Many of us have problems with outsiders who come here in the summer to study our ancestral Lakota ceremonial ways with an explicit intent to exploit. For instance, there are scores of non-Indian people who come here in the summer to observe, support or participate in sun dance and other ceremonies. I realize there is nothing basically wrong with this, especially if they are invited and the land is respected, as well as the family hosting the ceremony.

Yet, some of the non- Indians come here full of ignorance and arrogance. They are driven by ego. I have witnessed non-Indian visitors disrespect local Lakota spiritual leaders to the point where they are eventually banished from the ceremony. When this happens, those outsiders are heard bad-mouthing our Lakota medicine people who initially shared ceremonial knowledge with them.
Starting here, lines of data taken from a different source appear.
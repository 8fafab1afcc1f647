//! Exact token amounts.
//!
//! Amounts are non-negative integers of atto (10^-18 of a whole token). There
//! is no floating point anywhere: whole-token strings are parsed digit by digit.

use serde::{Deserialize, Deserializer, Serialize, Serializer};
use std::fmt;
use std::str::FromStr;

use crate::constants::{ATTO_PER_FIL, FIL_DECIMALS};
use crate::error::TokenError;

/// A token amount in atto.
#[derive(Clone, Copy, Debug, Default, PartialEq, Eq, Hash, PartialOrd, Ord)]
pub struct Token(u128);

impl Token {
    pub const fn zero() -> Self {
        Token(0)
    }

    pub const fn from_atto_u128(atto: u128) -> Self {
        Token(atto)
    }

    /// Parse a decimal atto amount, e.g. `"100"`.
    pub fn from_atto(s: &str) -> Result<Self, TokenError> {
        let s = s.trim();
        if s.is_empty() || !s.bytes().all(|b| b.is_ascii_digit()) {
            return Err(TokenError::InvalidAmount(s.to_string()));
        }
        s.parse::<u128>().map(Token).map_err(|_| TokenError::Overflow)
    }

    /// Parse a whole-token decimal amount, e.g. `"1.5"`, with at most 18 fractional digits.
    pub fn from_whole(s: &str) -> Result<Self, TokenError> {
        let s = s.trim();
        let invalid = || TokenError::InvalidAmount(s.to_string());
        let (int_part, frac_part) = match s.split_once('.') {
            Some((i, f)) => (i, f),
            None => (s, ""),
        };
        let digits_only = |p: &str| p.bytes().all(|b| b.is_ascii_digit());
        if (int_part.is_empty() && frac_part.is_empty())
            || !digits_only(int_part)
            || !digits_only(frac_part)
            || frac_part.len() > FIL_DECIMALS
            || (s.contains('.') && frac_part.is_empty())
        {
            return Err(invalid());
        }
        let whole: u128 = if int_part.is_empty() {
            0
        } else {
            int_part.parse().map_err(|_| TokenError::Overflow)?
        };
        let frac: u128 = if frac_part.is_empty() {
            0
        } else {
            let scale = 10u128.pow((FIL_DECIMALS - frac_part.len()) as u32);
            frac_part.parse::<u128>().map_err(|_| invalid())? * scale
        };
        whole
            .checked_mul(ATTO_PER_FIL)
            .and_then(|w| w.checked_add(frac))
            .map(Token)
            .ok_or(TokenError::Overflow)
    }

    pub fn atto(&self) -> u128 {
        self.0
    }

    pub fn is_zero(&self) -> bool {
        self.0 == 0
    }

    pub fn checked_add(self, other: Token) -> Result<Token, TokenError> {
        self.0.checked_add(other.0).map(Token).ok_or(TokenError::Overflow)
    }

    pub fn checked_sub(self, other: Token) -> Result<Token, TokenError> {
        self.0.checked_sub(other.0).map(Token).ok_or(TokenError::Underflow)
    }

    pub fn checked_mul(self, factor: u128) -> Result<Token, TokenError> {
        self.0.checked_mul(factor).map(Token).ok_or(TokenError::Overflow)
    }

    /// Big-integer byte form: empty for zero, otherwise a `0x00` sign byte
    /// followed by the minimal big-endian magnitude.
    pub fn to_bigint_bytes(&self) -> Vec<u8> {
        if self.0 == 0 {
            return Vec::new();
        }
        let be = self.0.to_be_bytes();
        let start = be.iter().position(|&b| b != 0).unwrap_or(be.len());
        let mut out = Vec::with_capacity(1 + be.len() - start);
        out.push(0);
        out.extend_from_slice(&be[start..]);
        out
    }

    /// Parse the big-integer byte form. Negative amounts are rejected, as
    /// is anything [`Token::to_bigint_bytes`] would not produce.
    pub fn from_bigint_bytes(bytes: &[u8]) -> Result<Self, TokenError> {
        let Some((&sign, magnitude)) = bytes.split_first() else {
            return Ok(Token(0));
        };
        if sign != 0 {
            return Err(TokenError::InvalidAmount("negative amount".into()));
        }
        if magnitude.first().is_none_or(|&b| b == 0) {
            return Err(TokenError::InvalidAmount(
                "non-canonical big-integer bytes".into(),
            ));
        }
        if magnitude.len() > 16 {
            return Err(TokenError::Overflow);
        }
        Ok(Token(
            magnitude.iter().fold(0u128, |acc, &b| (acc << 8) | b as u128),
        ))
    }

    /// Whole-token rendering with trailing fractional zeros trimmed, e.g. `"1.5"`.
    pub fn to_whole_string(&self) -> String {
        let whole = self.0 / ATTO_PER_FIL;
        let frac = self.0 % ATTO_PER_FIL;
        if frac == 0 {
            return whole.to_string();
        }
        let frac = format!("{frac:0width$}", width = FIL_DECIMALS);
        format!("{whole}.{}", frac.trim_end_matches('0'))
    }
}

impl From<u128> for Token {
    fn from(atto: u128) -> Self {
        Token(atto)
    }
}

/// Displays the atto amount.
impl fmt::Display for Token {
    fn fmt(&self, f: &mut fmt::Formatter<'_>) -> fmt::Result {
        write!(f, "{}", self.0)
    }
}

impl FromStr for Token {
    type Err = TokenError;

    fn from_str(s: &str) -> Result<Self, Self::Err> {
        Token::from_atto(s)
    }
}

impl Serialize for Token {
    fn serialize<S: Serializer>(&self, serializer: S) -> Result<S::Ok, S::Error> {
        serializer.serialize_str(&self.0.to_string())
    }
}

impl<'de> Deserialize<'de> for Token {
    fn deserialize<D: Deserializer<'de>>(deserializer: D) -> Result<Self, D::Error> {
        let s = String::deserialize(deserializer)?;
        Token::from_atto(&s).map_err(serde::de::Error::custom)
    }
}

#[cfg(test)]
mod tests {
    use super::*;

    #[test]
    fn from_atto_parses() {
        assert_eq!(Token::from_atto("100").unwrap().atto(), 100);
        assert_eq!(Token::from_atto("0").unwrap(), Token::zero());
        assert!(Token::from_atto("0").unwrap().is_zero());
    }

    #[test]
    fn from_atto_rejects() {
        for bad in ["", "-1", "1.5", "1e3", "abc", "+5"] {
            assert!(matches!(
                Token::from_atto(bad).unwrap_err(),
                TokenError::InvalidAmount(_)
            ));
        }
        assert_eq!(
            Token::from_atto(&"9".repeat(40)).unwrap_err(),
            TokenError::Overflow
        );
    }

    #[test]
    fn from_whole_parses() {
        assert_eq!(Token::from_whole("1").unwrap().atto(), ATTO_PER_FIL);
        assert_eq!(
            Token::from_whole("1.5").unwrap().atto(),
            1_500_000_000_000_000_000
        );
        assert_eq!(Token::from_whole(".000000000000000001").unwrap().atto(), 1);
        assert_eq!(Token::from_whole("0.000000000000000001").unwrap().atto(), 1);
    }

    #[test]
    fn from_whole_rejects() {
        for bad in ["", ".", "1.", "1.2.3", "-1", "0.0000000000000000001", "1,5"] {
            assert!(Token::from_whole(bad).is_err(), "{bad}");
        }
    }

    #[test]
    fn whole_string() {
        assert_eq!(Token::from_atto_u128(0).to_whole_string(), "0");
        assert_eq!(Token::from_whole("2").unwrap().to_whole_string(), "2");
        assert_eq!(Token::from_whole("1.25").unwrap().to_whole_string(), "1.25");
        assert_eq!(Token::from_atto_u128(1).to_whole_string(), "0.000000000000000001");
    }

    #[test]
    fn checked_arithmetic() {
        let a = Token::from(10);
        let b = Token::from(3);
        assert_eq!(a.checked_add(b).unwrap(), Token::from(13));
        assert_eq!(a.checked_sub(b).unwrap(), Token::from(7));
        assert_eq!(b.checked_sub(a).unwrap_err(), TokenError::Underflow);
        assert_eq!(
            Token::from(u128::MAX).checked_add(b).unwrap_err(),
            TokenError::Overflow
        );
        assert_eq!(b.checked_mul(4).unwrap(), Token::from(12));
    }

    #[test]
    fn ordering() {
        assert!(Token::from(1) < Token::from(2));
        assert_eq!(Token::default(), Token::zero());
    }

    #[test]
    fn bigint_bytes() {
        assert!(Token::zero().to_bigint_bytes().is_empty());
        assert_eq!(Token::from(100).to_bigint_bytes(), vec![0x00, 0x64]);
        assert_eq!(Token::from(256).to_bigint_bytes(), vec![0x00, 0x01, 0x00]);
        assert_eq!(Token::from(u128::MAX).to_bigint_bytes().len(), 17);
    }

    #[test]
    fn bigint_bytes_parse() {
        assert_eq!(Token::from_bigint_bytes(&[]).unwrap(), Token::zero());
        assert_eq!(Token::from_bigint_bytes(&[0, 1, 0]).unwrap(), Token::from(256));
        assert!(Token::from_bigint_bytes(&[1, 5]).is_err());
        let mut too_long = vec![0, 1];
        too_long.extend([0; 16]);
        assert_eq!(
            Token::from_bigint_bytes(&too_long).unwrap_err(),
            TokenError::Overflow
        );
        let max = Token::from(u128::MAX);
        assert_eq!(Token::from_bigint_bytes(&max.to_bigint_bytes()).unwrap(), max);
    }

    #[test]
    fn bigint_bytes_must_be_minimal() {
        for bytes in [&[0u8][..], &[0, 0], &[0, 0, 1], &[0; 18]] {
            assert!(
                matches!(
                    Token::from_bigint_bytes(bytes),
                    Err(TokenError::InvalidAmount(_))
                ),
                "{bytes:?} accepted"
            );
        }
    }

    #[test]
    fn serde_as_string() {
        let t = Token::from(12345);
        assert_eq!(serde_json::to_string(&t).unwrap(), "\"12345\"");
        let back: Token = serde_json::from_str("\"12345\"").unwrap();
        assert_eq!(back, t);
        assert!(serde_json::from_str::<Token>("12345").is_err());
    }

    // --- proptest ---

    use proptest::prelude::*;

    proptest! {
        #![proptest_config(ProptestConfig::with_cases(256))]

        #[test]
        fn whole_string_parses_back(atto in any::<u128>()) {
            let t = Token::from(atto);
            prop_assert_eq!(Token::from_whole(&t.to_whole_string()).unwrap(), t);
            prop_assert_eq!(Token::from_atto(&t.to_string()).unwrap(), t);
        }

        #[test]
        fn add_then_sub_is_identity(a in any::<u64>(), b in any::<u64>()) {
            let (a, b) = (Token::from(a as u128), Token::from(b as u128));
            prop_assert_eq!(a.checked_add(b).unwrap().checked_sub(b).unwrap(), a);
        }
    }
}
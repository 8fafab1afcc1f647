//! # filament-wallet: mnemonic-based account derivation.
//!
//! Turns a BIP-39 mnemonic and a BIP-44 style path into a keypair and its
//! address. secp256k1 keys use BIP-32, BLS keys use EIP-2333.
//!
//! # Modules
//!
//! - [`error`]: `WalletError` enum
//! - [`mnemonic`]: BIP-39 parsing, seeds, generation
//! - [`path`]: `DerivationPath` parsing and validation
//! - [`eip2333`]: BLS12-381 hierarchical key derivation
//! - [`keys`]: Seed and per-scheme derivation
//! - [`wallet`]: `Wallet::derive_account` and `AccountData`

pub mod eip2333;
pub mod error;
pub mod keys;
pub mod mnemonic;
pub mod path;
pub mod wallet;

// Re-exports for convenient access
pub use error::WalletError;
pub use keys::{Seed, derive_keypair};
pub use mnemonic::{generate_mnemonic, mnemonic_to_seed, parse_mnemonic};
pub use path::{ChildIndex, DerivationPath};
pub use wallet::{AccountData, Wallet};
//! Minimal DAG-CBOR encoding for messages.
//!
//! Only the subset messages use is supported: unsigned and negative integers,
//! byte strings and arrays. Headers always use the shortest form, and the
//! decoder rejects anything else so every value has one encoding.

use crate::error::MessageError;

const MAJOR_UNSIGNED: u8 = 0;
const MAJOR_NEGATIVE: u8 = 1;
const MAJOR_BYTES: u8 = 2;
const MAJOR_ARRAY: u8 = 4;

/// Append-only CBOR writer.
#[derive(Default)]
pub struct Encoder {
    buf: Vec<u8>,
}

impl Encoder {
    pub fn new() -> Self {
        Self::default()
    }

    fn header(&mut self, major: u8, value: u64) {
        let m = major << 5;
        match value {
            0..=23 => self.buf.push(m | value as u8),
            24..=0xff => self.buf.extend_from_slice(&[m | 24, value as u8]),
            0x100..=0xffff => {
                self.buf.push(m | 25);
                self.buf.extend_from_slice(&(value as u16).to_be_bytes());
            }
            0x1_0000..=0xffff_ffff => {
                self.buf.push(m | 26);
                self.buf.extend_from_slice(&(value as u32).to_be_bytes());
            }
            _ => {
                self.buf.push(m | 27);
                self.buf.extend_from_slice(&value.to_be_bytes());
            }
        }
    }

    pub fn array(&mut self, len: usize) -> &mut Self {
        self.header(MAJOR_ARRAY, len as u64);
        self
    }

    pub fn uint(&mut self, value: u64) -> &mut Self {
        self.header(MAJOR_UNSIGNED, value);
        self
    }

    pub fn int(&mut self, value: i64) -> &mut Self {
        if value >= 0 {
            self.header(MAJOR_UNSIGNED, value as u64);
        } else {
            self.header(MAJOR_NEGATIVE, (-1 - value) as u64);
        }
        self
    }

    pub fn bytes(&mut self, data: &[u8]) -> &mut Self {
        self.header(MAJOR_BYTES, data.len() as u64);
        self.buf.extend_from_slice(data);
        self
    }

    /// Append an already-encoded item.
    pub fn raw(&mut self, encoded: &[u8]) -> &mut Self {
        self.buf.extend_from_slice(encoded);
        self
    }

    pub fn finish(&mut self) -> Vec<u8> {
        std::mem::take(&mut self.buf)
    }
}

/// Cursor over canonical CBOR produced by [`Encoder`].
pub struct Decoder<'a> {
    data: &'a [u8],
    pos: usize,
}

impl<'a> Decoder<'a> {
    pub fn new(data: &'a [u8]) -> Self {
        Self { data, pos: 0 }
    }

    fn take(&mut self, n: usize) -> Result<&'a [u8], MessageError> {
        let end = self
            .pos
            .checked_add(n)
            .filter(|&end| end <= self.data.len())
            .ok_or_else(|| MessageError::Malformed("unexpected end of input".into()))?;
        let out = &self.data[self.pos..end];
        self.pos = end;
        Ok(out)
    }

    fn header(&mut self) -> Result<(u8, u64), MessageError> {
        let initial = self.take(1)?[0];
        let major = initial >> 5;
        let info = initial & 0x1f;
        let (value, min) = match info {
            0..=23 => return Ok((major, info as u64)),
            24 => (self.take(1)?[0] as u64, 24),
            25 => (u16::from_be_bytes([self.take(1)?[0], self.take(1)?[0]]) as u64, 0x100),
            26 => {
                let mut b = [0u8; 4];
                b.copy_from_slice(self.take(4)?);
                (u32::from_be_bytes(b) as u64, 0x1_0000)
            }
            27 => {
                let mut b = [0u8; 8];
                b.copy_from_slice(self.take(8)?);
                (u64::from_be_bytes(b), 0x1_0000_0000)
            }
            _ => {
                return Err(MessageError::Malformed(format!(
                    "unsupported additional info {info}"
                )))
            }
        };
        if value < min {
            return Err(MessageError::Malformed("non-minimal integer header".into()));
        }
        Ok((major, value))
    }

    fn expect(&mut self, major: u8) -> Result<u64, MessageError> {
        let (found, value) = self.header()?;
        if found != major {
            return Err(MessageError::Malformed(format!(
                "expected major type {major}, found {found}"
            )));
        }
        Ok(value)
    }

    pub fn array(&mut self) -> Result<usize, MessageError> {
        let len = self.expect(MAJOR_ARRAY)?;
        usize::try_from(len).map_err(|_| MessageError::Malformed("array too long".into()))
    }

    pub fn uint(&mut self) -> Result<u64, MessageError> {
        self.expect(MAJOR_UNSIGNED)
    }

    pub fn int(&mut self) -> Result<i64, MessageError> {
        let (major, value) = self.header()?;
        let out_of_range = || MessageError::Malformed("integer out of range".into());
        match major {
            MAJOR_UNSIGNED => i64::try_from(value).map_err(|_| out_of_range()),
            MAJOR_NEGATIVE => i64::try_from(value)
                .map(|v| -1 - v)
                .map_err(|_| out_of_range()),
            _ => Err(MessageError::Malformed(format!(
                "expected integer, found major type {major}"
            ))),
        }
    }

    pub fn bytes(&mut self) -> Result<&'a [u8], MessageError> {
        let len = self.expect(MAJOR_BYTES)?;
        let len =
            usize::try_from(len).map_err(|_| MessageError::Malformed("bytes too long".into()))?;
        self.take(len)
    }

    /// Fails unless all input was consumed.
    pub fn finish(&self) -> Result<(), MessageError> {
        if self.pos != self.data.len() {
            return Err(MessageError::Malformed(format!(
                "{} trailing bytes",
                self.data.len() - self.pos
            )));
        }
        Ok(())
    }
}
These people are dangerous. Some mistakenly believe they’ve learned enough to start their own sun dance. These non-Indians often engage the help of a Lakota person to start their new ceremony. Maybe they believe the involvement of the Lakota person brings validation. Yet, there are instances when these self-appointed leaders of these newly created circles will quickly find an excuse to run off the Lakota person they recruited to start their ceremony.

So, believe it or not, there are now sun dance circles held in places far removed from our homelands. Some of these ceremonies are happening without the guidance of a true Lakota spiritual leader. Many Lakota people cringe to think of what goes on in those places.

There are charlatans out there selling many of our sacred Lakota rites for money, quoting a fee for different ceremonies. Many are even bold enough to wear or carry eagle feathers. Others will wear full eagle feather headdresses in their big cities even though they aren’t citizens of a federally recognized tribe.

They are violating federal law by illegally possessing eagle feathers. It doesn’t matter what kind of paperwork they have because if they are not a bona fide citizen of a federally recognized tribe, they aren’t lawfully entitled to possess eagle feathers.

Also, with all these sun dance circles on both the Rosebud and Pine Ridge, many pine boughs are harvested for shade or standups. A lot of firewood is also used in ceremony. It’ll be great when we see sun dancers plant trees to replace what they’ve harvested.

Replacing what we’ve used during one season will ensure it is available for the ceremonies our great-grandchildren will pray at. We must make a serious effort to protect our environment and ceremonial ways for the coming generations.